**Work request**
The word to look for is "added". Report every line of the entries below that has it.
START Record excerpts
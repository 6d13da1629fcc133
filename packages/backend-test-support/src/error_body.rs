//! Assertions for the API's JSON error contract.
//!
//! Every error is `{ "error": <message>, "code": <CODE>, "trace_id": <id> }`
//! with an `x-trace-id` header equal to the body's `trace_id`. This module
//! mirrors that shape locally so it does not depend on backend types.

use actix_web::body::BoxBody;
use actix_web::dev::ServiceResponse;
use actix_web::http::header::HeaderMap;
use actix_web::http::StatusCode;
use serde::Deserialize;

/// Local mirror of the backend's error body
#[derive(Debug, Deserialize)]
pub struct ErrorBodyLike {
    pub error: String,
    pub code: String,
    pub trace_id: String,
}

/// Assert that raw response parts follow the error contract and return the
/// parsed body for further checks.
pub fn assert_error_body_from_parts(
    status: StatusCode,
    headers: &HeaderMap,
    body_bytes: &[u8],
    expected_status: StatusCode,
    expected_code: &str,
    expected_error_contains: Option<&str>,
) -> ErrorBodyLike {
    assert_eq!(status, expected_status);

    let body: ErrorBodyLike = serde_json::from_slice(body_bytes).unwrap_or_else(|e| {
        panic!(
            "response body should be an error JSON object ({e}): {}",
            String::from_utf8_lossy(body_bytes)
        )
    });

    let trace_header = headers
        .get("x-trace-id")
        .expect("x-trace-id header should be present")
        .to_str()
        .expect("x-trace-id header should be valid UTF-8");
    assert!(!trace_header.is_empty(), "x-trace-id should not be empty");
    assert_eq!(
        body.trace_id, trace_header,
        "trace_id in body should match x-trace-id header"
    );

    assert_eq!(body.code, expected_code);
    assert!(!body.error.is_empty(), "error message should not be empty");

    if let Some(expected) = expected_error_contains {
        assert!(
            body.error.contains(expected),
            "Expected error to contain '{}', but got '{}'",
            expected,
            body.error
        );
    }

    body
}

/// Assert that a `ServiceResponse` follows the error contract.
pub async fn assert_error_body(
    resp: ServiceResponse<BoxBody>,
    expected_status: StatusCode,
    expected_code: &str,
    expected_error_contains: Option<&str>,
) -> ErrorBodyLike {
    let status = resp.status();
    let headers = resp.headers().clone();
    let body = actix_web::test::read_body(resp).await;

    assert_error_body_from_parts(
        status,
        &headers,
        &body,
        expected_status,
        expected_code,
        expected_error_contains,
    )
}
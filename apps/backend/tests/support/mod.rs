#![allow(dead_code)]

pub mod app_builder;

use actix_http::Request;
use actix_web::body::BoxBody;
use actix_web::dev::{Service, ServiceResponse};
use actix_web::{test, Error};
use serde_json::Value;

pub use app_builder::create_test_app;

/// POST a JSON body and return the raw response.
pub async fn post_json<S>(app: &S, uri: &str, body: Value) -> ServiceResponse<BoxBody>
where
    S: Service<Request, Response = ServiceResponse<BoxBody>, Error = Error>,
{
    let req = test::TestRequest::post().uri(uri).set_json(body).to_request();
    test::call_service(app, req).await
}

/// POST a JSON body, assert 200 and return the parsed response body.
pub async fn post_ok<S>(app: &S, uri: &str, body: Value) -> Value
where
    S: Service<Request, Response = ServiceResponse<BoxBody>, Error = Error>,
{
    let resp = post_json(app, uri, body).await;
    assert!(
        resp.status().is_success(),
        "POST {uri} failed with {}",
        resp.status()
    );
    test::read_body_json(resp).await
}

/// GET /api/game_state and return the parsed body.
pub async fn game_state<S>(app: &S) -> Value
where
    S: Service<Request, Response = ServiceResponse<BoxBody>, Error = Error>,
{
    let req = test::TestRequest::get().uri("/api/game_state").to_request();
    let resp = test::call_service(app, req).await;
    assert!(resp.status().is_success());
    test::read_body_json(resp).await
}
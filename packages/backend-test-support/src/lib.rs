//! Test support shared by the scoreboard backend's unit and integration tests:
//! one-time log initialisation and assertions on the JSON error contract.

pub mod error_body;
pub mod logging;
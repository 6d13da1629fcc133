//! Error handling for the scoreboard backend.

pub mod domain;
pub mod error_code;

pub use domain::DomainError;
pub use error_code::ErrorCode;
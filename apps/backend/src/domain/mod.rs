//! Domain layer: pure game-state logic, no HTTP and no locking.

pub mod players;
pub mod roster;
pub mod rules;
pub mod scoring;
pub mod state;

#[cfg(test)]
mod test_prelude;
#[cfg(test)]
mod tests_props_scoring;

// Re-exports for ergonomics
pub use players::{Player, Players};
pub use rules::{WinThreshold, DEFAULT_WIN_THRESHOLD};
pub use state::{first_qualifying, GameState};
use std::sync::Arc;

use crate::config::Config;
use crate::services::game_state::GameStateService;

/// Application state shared by every handler as `web::Data<AppState>`.
#[derive(Debug, Clone)]
pub struct AppState {
    /// The one scoreboard this process serves
    pub game: Arc<GameStateService>,
    pub config: Config,
}

impl AppState {
    /// Create a fresh game using the config's initial threshold
    pub fn new(config: Config) -> Self {
        Self {
            game: Arc::new(GameStateService::new(config.initial_win_threshold)),
            config,
        }
    }
}
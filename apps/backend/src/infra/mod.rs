//! Infrastructure layer - state construction.

pub mod state;
//! One-time test logging initialization.

use once_cell::sync::OnceCell;
use tracing_subscriber::{fmt, EnvFilter};

static INITIALIZED: OnceCell<()> = OnceCell::new();

/// Initialize logging for tests. Safe to call from every test binary and
/// every `ctor`; only the first call installs a subscriber.
///
/// Level precedence: `TEST_LOG`, then `RUST_LOG`, then `warn`.
///
/// ```bash
/// TEST_LOG=debug cargo test -p scoreboard --test services_tests
/// ```
pub fn init() {
    INITIALIZED.get_or_init(|| {
        let filter = std::env::var("TEST_LOG")
            .or_else(|_| std::env::var("RUST_LOG"))
            .map(EnvFilter::new)
            .unwrap_or_else(|_| EnvFilter::new("warn"));

        fmt()
            .with_env_filter(filter)
            .with_test_writer() // cargo/nextest output capture
            .without_time()
            .try_init()
            .ok(); // another subscriber may already be installed
    });
}
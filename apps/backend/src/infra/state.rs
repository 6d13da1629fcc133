use crate::config::Config;
use crate::domain::WinThreshold;
use crate::state::app_state::AppState;

/// Builder for creating AppState instances (used in both tests and main)
pub struct StateBuilder {
    config: Config,
    win_threshold: Option<WinThreshold>,
}

impl StateBuilder {
    pub fn new() -> Self {
        Self {
            config: Config::default(),
            win_threshold: None,
        }
    }

    pub fn with_config(mut self, config: Config) -> Self {
        self.config = config;
        self
    }

    /// Override the starting threshold from the config.
    pub fn with_win_threshold(mut self, threshold: WinThreshold) -> Self {
        self.win_threshold = Some(threshold);
        self
    }

    pub fn build(self) -> AppState {
        let mut config = self.config;
        if let Some(threshold) = self.win_threshold {
            config.initial_win_threshold = threshold;
        }
        AppState::new(config)
    }
}

impl Default for StateBuilder {
    fn default() -> Self {
        Self::new()
    }
}

pub fn build_state() -> StateBuilder {
    StateBuilder::new()
}
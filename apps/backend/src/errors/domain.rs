//! Domain-level error type used by the game-state logic and service.
//!
//! This error type is HTTP-agnostic. Handlers return
//! `Result<T, crate::error::AppError>` and convert from `DomainError`
//! using the provided `From<DomainError> for AppError` implementation.

use std::error::Error;
use std::fmt::{Display, Formatter, Result as FmtResult};

/// Which piece of input failed validation
#[derive(Debug, Clone, Copy, PartialEq, Eq)]
#[non_exhaustive]
pub enum ValidationKind {
    PlayerName,
    Score,
    Threshold,
}

/// Domain-level not found entities
#[derive(Debug, Clone, Copy, PartialEq, Eq)]
#[non_exhaustive]
pub enum NotFoundKind {
    Player,
}

/// Domain-level conflict kinds
#[derive(Debug, Clone, Copy, PartialEq, Eq)]
#[non_exhaustive]
pub enum ConflictKind {
    DuplicatePlayer,
}

/// Central domain error type
#[derive(Debug, Clone, PartialEq, Eq)]
pub enum DomainError {
    /// Malformed, missing or out-of-range input
    Validation(ValidationKind, String),
    /// Name collision
    Conflict(ConflictKind, String),
    /// Operation references something that does not exist
    NotFound(NotFoundKind, String),
}

impl Display for DomainError {
    fn fmt(&self, f: &mut Formatter<'_>) -> FmtResult {
        match self {
            DomainError::Validation(kind, d) => write!(f, "validation error {kind:?}: {d}"),
            DomainError::Conflict(kind, d) => write!(f, "conflict {kind:?}: {d}"),
            DomainError::NotFound(kind, d) => write!(f, "not found {kind:?}: {d}"),
        }
    }
}

impl Error for DomainError {}

impl DomainError {
    pub fn validation(kind: ValidationKind, detail: impl Into<String>) -> Self {
        Self::Validation(kind, detail.into())
    }
    pub fn conflict(kind: ConflictKind, detail: impl Into<String>) -> Self {
        Self::Conflict(kind, detail.into())
    }
    pub fn not_found(kind: NotFoundKind, detail: impl Into<String>) -> Self {
        Self::NotFound(kind, detail.into())
    }

    /// The human-readable message carried by the error.
    pub fn detail(&self) -> &str {
        match self {
            DomainError::Validation(_, d)
            | DomainError::Conflict(_, d)
            | DomainError::NotFound(_, d) => d,
        }
    }
}
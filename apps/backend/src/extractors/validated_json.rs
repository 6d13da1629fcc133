use std::ops::{Deref, DerefMut};

use actix_web::dev::Payload;
use actix_web::{web, FromRequest, HttpRequest};
use bytes::BytesMut;
use futures_util::StreamExt;
use serde::de::DeserializeOwned;
use serde_json::Error as JsonError;
use tracing::{debug, warn};

use crate::config::app::DEFAULT_MAX_JSON_PAYLOAD_SIZE;
use crate::error::AppError;
use crate::errors::ErrorCode;
use crate::state::app_state::AppState;
use crate::trace_ctx;

/// JSON body extractor with the API's error shape.
///
/// Unreadable, oversized or malformed bodies become a 400 `BAD_REQUEST`
/// `AppError` instead of actix's default plain-text rejection. The size cap
/// comes from `Config::max_json_payload_size` when an `AppState` is
/// registered.
#[derive(Debug)]
pub struct ValidatedJson<T>(pub T);

impl<T> ValidatedJson<T> {
    pub fn into_inner(self) -> T {
        self.0
    }
}

impl<T> Deref for ValidatedJson<T> {
    type Target = T;

    fn deref(&self) -> &Self::Target {
        &self.0
    }
}

impl<T> DerefMut for ValidatedJson<T> {
    fn deref_mut(&mut self) -> &mut Self::Target {
        &mut self.0
    }
}

impl<T> FromRequest for ValidatedJson<T>
where
    T: DeserializeOwned + 'static,
{
    type Error = AppError;
    type Future = std::pin::Pin<Box<dyn std::future::Future<Output = Result<Self, Self::Error>>>>;

    fn from_request(req: &HttpRequest, payload: &mut Payload) -> Self::Future {
        let mut payload = payload.take();

        let limit = req
            .app_data::<web::Data<AppState>>()
            .map(|state| state.config.max_json_payload_size)
            .unwrap_or(DEFAULT_MAX_JSON_PAYLOAD_SIZE);

        // Extract content type before creating the async future to avoid borrow-across-await
        let content_type = req
            .headers()
            .get("content-type")
            .and_then(|ct| ct.to_str().ok())
            .unwrap_or("")
            .to_string();

        Box::pin(async move {
            let trace_id = trace_ctx::trace_id();

            let mut body = BytesMut::new();
            while let Some(chunk) = payload.next().await {
                let chunk = chunk.map_err(|e| {
                    warn!(trace_id = %trace_id, error = %e, "Failed to read request body chunk");
                    AppError::bad_request(ErrorCode::BadRequest, "Failed to read request body")
                })?;
                if body.len() + chunk.len() > limit {
                    debug!(trace_id = %trace_id, limit, "Request body too large");
                    return Err(AppError::bad_request(
                        ErrorCode::BadRequest,
                        format!("Request body exceeds {limit} bytes"),
                    ));
                }
                body.extend_from_slice(&chunk);
            }

            let parsed = serde_json::from_slice::<T>(&body).map_err(|e| {
                debug!(
                    trace_id = %trace_id,
                    error = %e,
                    content_type = %content_type,
                    body_size = body.len(),
                    "JSON parsing failed"
                );
                AppError::bad_request(ErrorCode::BadRequest, classify_json_error(&e))
            })?;

            Ok(ValidatedJson(parsed))
        })
    }
}

/// Classify serde_json::Error and return a sanitized error message
fn classify_json_error(error: &JsonError) -> String {
    match error.classify() {
        serde_json::error::Category::Syntax => {
            let line = error.line();
            format!("Invalid JSON at line {line}")
        }
        serde_json::error::Category::Eof => "Invalid JSON: unexpected end of input".to_string(),
        serde_json::error::Category::Data => {
            "Invalid JSON: wrong types for one or more fields".to_string()
        }
        serde_json::error::Category::Io => "Invalid JSON: I/O error while reading body".to_string(),
    }
}
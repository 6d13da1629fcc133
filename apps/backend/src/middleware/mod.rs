pub mod cors;
pub mod request_trace;
pub mod security_headers;

pub use cors::cors_middleware;
pub use request_trace::RequestTrace;
pub use security_headers::SecurityHeaders;
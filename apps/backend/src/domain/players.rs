//! Insertion-ordered player roster.
//!
//! Iteration order is the order in which players were added. Score changes
//! never reorder the roster, and removing a player keeps the relative order of
//! everyone else. Winner rescans rely on this order for "first match".

use serde::ser::{Serialize, SerializeMap, Serializer};

/// One player's cumulative score and per-round history.
#[derive(Debug, Clone, Default, PartialEq, Eq, serde::Serialize)]
pub struct Player {
    /// Sum of every round score ever added (may be negative).
    pub score: i64,
    /// Append-only history, one entry per AddScore.
    pub rounds: Vec<i64>,
}

impl Player {
    pub fn new() -> Self {
        Self::default()
    }

    pub fn clear(&mut self) {
        self.score = 0;
        self.rounds.clear();
    }
}

#[derive(Debug, Clone, Default, PartialEq, Eq)]
pub struct Players {
    entries: Vec<(String, Player)>,
}

impl Players {
    pub fn new() -> Self {
        Self::default()
    }

    pub fn len(&self) -> usize {
        self.entries.len()
    }

    pub fn is_empty(&self) -> bool {
        self.entries.is_empty()
    }

    pub fn contains(&self, name: &str) -> bool {
        self.position(name).is_some()
    }

    pub fn get(&self, name: &str) -> Option<&Player> {
        self.entries
            .iter()
            .find(|(n, _)| n == name)
            .map(|(_, p)| p)
    }

    pub fn get_mut(&mut self, name: &str) -> Option<&mut Player> {
        self.entries
            .iter_mut()
            .find(|(n, _)| n == name)
            .map(|(_, p)| p)
    }

    /// Appends `name` at the end of the roster. Returns `false` (and leaves
    /// the roster untouched) if the name is already taken.
    pub fn insert(&mut self, name: String, player: Player) -> bool {
        if self.contains(&name) {
            return false;
        }
        self.entries.push((name, player));
        true
    }

    /// Removes `name`, shifting later players up by one.
    pub fn remove(&mut self, name: &str) -> Option<Player> {
        let idx = self.position(name)?;
        Some(self.entries.remove(idx).1)
    }

    pub fn clear(&mut self) {
        self.entries.clear();
    }

    pub fn iter(&self) -> impl Iterator<Item = (&str, &Player)> {
        self.entries.iter().map(|(n, p)| (n.as_str(), p))
    }

    pub fn values_mut(&mut self) -> impl Iterator<Item = &mut Player> {
        self.entries.iter_mut().map(|(_, p)| p)
    }

    pub fn names(&self) -> impl Iterator<Item = &str> {
        self.entries.iter().map(|(n, _)| n.as_str())
    }

    fn position(&self, name: &str) -> Option<usize> {
        self.entries.iter().position(|(n, _)| n == name)
    }
}

impl Serialize for Players {
    fn serialize<S: Serializer>(&self, serializer: S) -> Result<S::Ok, S::Error> {
        let mut map = serializer.serialize_map(Some(self.entries.len()))?;
        for (name, player) in &self.entries {
            map.serialize_entry(name, player)?;
        }
        map.end()
    }
}
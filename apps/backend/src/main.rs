use actix_web::{web, App, HttpServer};
use scoreboard::config::Config;
use scoreboard::infra::state::build_state;
use scoreboard::middleware::cors::cors_middleware;
use scoreboard::middleware::request_trace::RequestTrace;
use scoreboard::middleware::security_headers::SecurityHeaders;
use scoreboard::routes;
use scoreboard::telemetry;
use tracing::{error, info};

#[actix_web::main]
async fn main() -> std::io::Result<()> {
    telemetry::init_tracing();

    let config = match Config::from_env() {
        Ok(config) => config,
        Err(e) => {
            error!(error = %e, "invalid configuration");
            eprintln!("❌ {e}");
            std::process::exit(1);
        }
    };

    let host = config.host.clone();
    let port = config.port;
    let cors_origins = config.cors_allowed_origins.clone();

    let app_state = build_state().with_config(config).build();
    info!(
        host = %host,
        port,
        win_threshold = app_state.config.initial_win_threshold.get(),
        "scoreboard starting"
    );
    println!("🚀 Starting Scoreboard Backend on http://{}:{}", host, port);

    // Wrap AppState with web::Data before passing to HttpServer so every
    // worker shares the same game
    let data = web::Data::new(app_state);

    HttpServer::new(move || {
        App::new()
            .wrap(cors_middleware(&cors_origins))
            .wrap(SecurityHeaders)
            .wrap(RequestTrace)
            .app_data(data.clone())
            .configure(routes::configure)
    })
    .bind((host.as_str(), port))?
    .run()
    .await
}
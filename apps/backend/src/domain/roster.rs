//! Roster changes: adding, removing and wiping players.

use crate::domain::players::Player;
use crate::domain::rules::normalize_name;
use crate::domain::state::GameState;
use crate::errors::domain::{ConflictKind, DomainError, NotFoundKind};

/// Add a player with score 0 and no rounds. Returns the stored (trimmed) name.
pub fn add_player(state: &mut GameState, raw_name: &str) -> Result<String, DomainError> {
    let name = normalize_name(raw_name)?;
    if !state.players.insert(name.clone(), Player::new()) {
        return Err(DomainError::conflict(
            ConflictKind::DuplicatePlayer,
            "Player already exists",
        ));
    }
    Ok(name)
}

/// Remove a player. Removing the current winner rescans the remaining
/// players; removing anyone else leaves the winner untouched.
pub fn remove_player(state: &mut GameState, name: &str) -> Result<Player, DomainError> {
    let removed = state.players.remove(name).ok_or_else(player_not_found)?;
    if state.winner.as_deref() == Some(name) {
        state.rescan_winner();
    }
    Ok(removed)
}

/// Drop every player and the winner. The threshold is kept.
pub fn reset_game(state: &mut GameState) {
    state.players.clear();
    state.clear_winner();
}

pub(crate) fn player_not_found() -> DomainError {
    DomainError::not_found(NotFoundKind::Player, "Player not found")
}
use crate::domain::rules::WinThreshold;
use crate::domain::roster::player_not_found;
use crate::domain::state::GameState;
use crate::errors::domain::{DomainError, ValidationKind};

/// Add one round score to `name` and check only that player for a win.
///
/// The first player to reach the threshold stays the winner; later players
/// crossing it do not replace them. Returns the player's new total.
pub fn add_score(state: &mut GameState, name: &str, score: i64) -> Result<i64, DomainError> {
    let threshold = state.win_threshold;
    let player = state.players.get_mut(name).ok_or_else(player_not_found)?;

    let total = player.score.checked_add(score).ok_or_else(|| {
        DomainError::validation(ValidationKind::Score, "Score is out of range")
    })?;
    player.score = total;
    player.rounds.push(score);

    if state.winner.is_none() && threshold.is_met_by(total) {
        state.winner = Some(name.to_string());
    }
    Ok(total)
}

/// Zero every score and history, keeping the roster. No rescan is needed:
/// every score is 0 and the threshold is positive.
pub fn reset_scores(state: &mut GameState) {
    for player in state.players.values_mut() {
        player.clear();
    }
    state.clear_winner();
}

/// Replace the threshold, then rescan every player for the first match.
pub fn set_threshold(state: &mut GameState, threshold: WinThreshold) {
    state.win_threshold = threshold;
    state.rescan_winner();
}
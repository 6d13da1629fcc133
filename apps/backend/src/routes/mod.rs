use actix_web::web;

pub mod game;
pub mod health;

/// Register every route: `/`, `/health` and the `/api` scoreboard.
///
/// `main.rs` adds the middleware stack around this; tests call it directly.
pub fn configure(cfg: &mut web::ServiceConfig) {
    cfg.route("/", web::get().to(health::root));

    cfg.service(web::scope("/health").configure(health::configure_routes));

    cfg.service(web::scope("/api").configure(game::configure_routes));
}
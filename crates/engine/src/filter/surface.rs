use crate::world::block::is_above_surface;
use crate::world::chunk::{CHUNK_DEPTH, CHUNK_HEIGHT, CHUNK_WIDTH, RawChunk};

/// Per-column surface height, indexed `[x][z]`.
pub type ColumnHeights = [[usize; CHUNK_DEPTH]; CHUNK_WIDTH];

/// Estimates where the terrain surface is in each column of a chunk.
pub trait SurfaceHeightEstimator: Send + Sync {
    fn surface_heights(&self, chunk: &RawChunk) -> ColumnHeights;
}

/// Casts a ray down each column until it has gone "deep enough" into solid
/// ground, then takes the minimum over the four cardinal neighbor columns.
#[derive(Debug, Clone, Copy, Default)]
pub struct SmoothedSurfaceHeights;

/// Solid blocks in a row (net of decay) that count as being underground.
const PENETRATION_DEPTH: i32 = 5;

impl SmoothedSurfaceHeights {
    fn column_height(chunk: &RawChunk, x: usize, z: usize) -> usize {
        let mut penetration = 0;
        let mut y = CHUNK_HEIGHT as i32 - 1;
        while y >= 0 {
            if is_above_surface(chunk.block(x, y as usize, z)) {
                penetration = (penetration - 2).max(0);
            } else {
                penetration += 1;
            }
            if penetration >= PENETRATION_DEPTH {
                break;
            }
            y -= 1;
        }
        (y - 2).max(0) as usize
    }

    fn clamped(heights: &ColumnHeights, x: isize, z: isize) -> usize {
        let x = x.clamp(0, CHUNK_WIDTH as isize - 1) as usize;
        let z = z.clamp(0, CHUNK_DEPTH as isize - 1) as usize;
        heights[x][z]
    }
}

impl SurfaceHeightEstimator for SmoothedSurfaceHeights {
    fn surface_heights(&self, chunk: &RawChunk) -> ColumnHeights {
        let mut raw = [[0usize; CHUNK_DEPTH]; CHUNK_WIDTH];
        for (x, column) in raw.iter_mut().enumerate() {
            for (z, height) in column.iter_mut().enumerate() {
                *height = Self::column_height(chunk, x, z);
            }
        }

        let mut smoothed = [[0usize; CHUNK_DEPTH]; CHUNK_WIDTH];
        for (x, column) in smoothed.iter_mut().enumerate() {
            for (z, height) in column.iter_mut().enumerate() {
                let (x, z) = (x as isize, z as isize);
                *height = Self::clamped(&raw, x - 1, z)
                    .min(Self::clamped(&raw, x + 1, z))
                    .min(Self::clamped(&raw, x, z - 1))
                    .min(Self::clamped(&raw, x, z + 1));
            }
        }
        smoothed
    }
}
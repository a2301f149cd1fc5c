pub mod config;
pub mod plan;
pub mod region_scan;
END Record excerpts
**Written response**
//! Iteration order is the order in which players were added. Score changes
    /// Sum of every round score ever added (may be negative).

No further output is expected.